If so, is there an algorithm to find the $A$ for any given input?
Here's a sketch of a proof:
First, you can put the eigenvalues on the diagonal to get a "solution" $A_0$ that doesn't quite satisfy $A > 0$. Let $F: Sym \to R^n$ be the map that produces the $n$ eigenvalues in increasing order. (Here "Sym" denotes symmetric n x n matrices).
Note that $dF/da_{ii}(A_0) = e_i$.
Now change $A_0$ to $A_1$ by adding a very small number $c$ to every off-diagonal entry. We can assume that at $A_1$, we have $$ dF/da_{ii}(A_1) \approx e_i. $$ In particular, for small enough $c$, these $n$ partial derivatives are linearly independent.

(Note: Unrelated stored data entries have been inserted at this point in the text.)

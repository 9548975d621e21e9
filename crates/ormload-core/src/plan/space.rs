//! Query spaces and the joins between them.

use std::collections::HashMap;

use crate::error::{Error, Result};

/// Disposition of a query space.
#[derive(Debug, Clone, Copy, PartialEq, Eq, Hash)]
pub enum Disposition {
    Entity,
    Collection,
    Composite,
}

/// What a query space stands for.
#[derive(Debug, Clone, PartialEq, Eq)]
pub enum SpaceKind {
    /// An entity table.
    Entity { entity: String },
    /// A collection table.
    Collection { role: String },
    /// An embedded component or composite key sharing its owner's table.
    Composite { property: String },
}

/// Kind of edge between two query spaces.
#[derive(Debug, Clone, Copy, PartialEq, Eq, Hash)]
pub enum JoinKind {
    /// Owner to embedded component. Rendered as nothing.
    Composite,
    /// To-one association.
    Entity,
    /// Owner to collection table.
    Collection,
    /// Collection to its element entity.
    CollectionElement,
    /// Collection to the entity keying a map.
    CollectionIndex,
}

/// Directed edge from one query space to another.
#[derive(Debug, Clone, PartialEq, Eq)]
pub struct Join {
    pub lhs: String,
    pub rhs: String,
    pub kind: JoinKind,
    /// Inner join when true, left outer join otherwise.
    pub required: bool,
    /// Unqualified columns on the left-hand side.
    pub lhs_columns: Vec<String>,
    /// Unqualified columns on the right-hand side.
    pub rhs_columns: Vec<String>,
    /// Additional ON condition written against bare right-hand columns.
    pub with_condition: Option<String>,
}

impl Join {
    /// Join rendering nothing, used for composite spaces.
    pub fn composite(lhs: impl Into<String>, rhs: impl Into<String>) -> Self {
        Self {
            lhs: lhs.into(),
            rhs: rhs.into(),
            kind: JoinKind::Composite,
            required: true,
            lhs_columns: Vec::new(),
            rhs_columns: Vec::new(),
            with_condition: None,
        }
    }

    /// Left-hand columns qualified with the left-hand table alias.
    pub fn aliased_lhs_columns(&self, lhs_alias: &str) -> Vec<String> {
        crate::mapping::qualify(lhs_alias, &self.lhs_columns)
    }
}

/// One table reference participating in a load.
#[derive(Debug, Clone, PartialEq, Eq)]
pub struct QuerySpace {
    pub uid: String,
    pub kind: SpaceKind,
    pub joins: Vec<Join>,
}

impl QuerySpace {
    pub fn new(uid: impl Into<String>, kind: SpaceKind) -> Self {
        Self {
            uid: uid.into(),
            kind,
            joins: Vec::new(),
        }
    }

    pub fn disposition(&self) -> Disposition {
        match self.kind {
            SpaceKind::Entity { .. } => Disposition::Entity,
            SpaceKind::Collection { .. } => Disposition::Collection,
            SpaceKind::Composite { .. } => Disposition::Composite,
        }
    }
}

/// Arena of query spaces addressed by uid.
#[derive(Debug, Clone, Default, PartialEq, Eq)]
pub struct QuerySpaces {
    spaces: Vec<QuerySpace>,
    index: HashMap<String, usize>,
    roots: Vec<String>,
}

impl QuerySpaces {
    pub fn new() -> Self {
        Self::default()
    }

    /// Add a space reached by no join.
    pub fn add_root(&mut self, space: QuerySpace) -> Result<()> {
        let uid = space.uid.clone();
        self.add(space)?;
        self.roots.push(uid);
        Ok(())
    }

    /// Add a space.
    pub fn add(&mut self, space: QuerySpace) -> Result<()> {
        if self.index.contains_key(&space.uid) {
            return Err(Error::illegal_state(format!(
                "query space [{}] registered twice",
                space.uid
            )));
        }
        self.index.insert(space.uid.clone(), self.spaces.len());
        self.spaces.push(space);
        Ok(())
    }

    /// Add a join to its left-hand space.
    pub fn add_join(&mut self, join: Join) -> Result<()> {
        if !self.index.contains_key(&join.rhs) {
            return Err(Error::illegal_state(format!(
                "join target [{}] is not a registered query space",
                join.rhs
            )));
        }
        let lhs = self.index.get(&join.lhs).copied().ok_or_else(|| {
            Error::illegal_state(format!("join source [{}] is not a registered query space", join.lhs))
        })?;
        self.spaces[lhs].joins.push(join);
        Ok(())
    }

    /// Get a space by uid.
    pub fn get(&self, uid: &str) -> Result<&QuerySpace> {
        self.index
            .get(uid)
            .map(|&i| &self.spaces[i])
            .ok_or_else(|| Error::illegal_state(format!("no query space with uid [{uid}]")))
    }

    /// Spaces reached by no join, in registration order.
    pub fn roots(&self) -> impl Iterator<Item = &QuerySpace> {
        self.roots.iter().filter_map(|uid| self.get(uid).ok())
    }

    pub fn iter(&self) -> impl Iterator<Item = &QuerySpace> {
        self.spaces.iter()
    }

    pub fn len(&self) -> usize {
        self.spaces.len()
    }

    pub fn is_empty(&self) -> bool {
        self.spaces.is_empty()
    }
}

Now do a gradient search: the problem is that $F(A_1)$ is not the list of eigenvalues that you want, but by altering the diagonal terms, you can (by the observation about the partials) arrange to get closer to the eigenvalues that you wanted. In particular, for $c$ small enough, the alteration you need to make will be smaller than the smallest of the eigenvalues, hence all entries of the resulting matrix will still be be positive.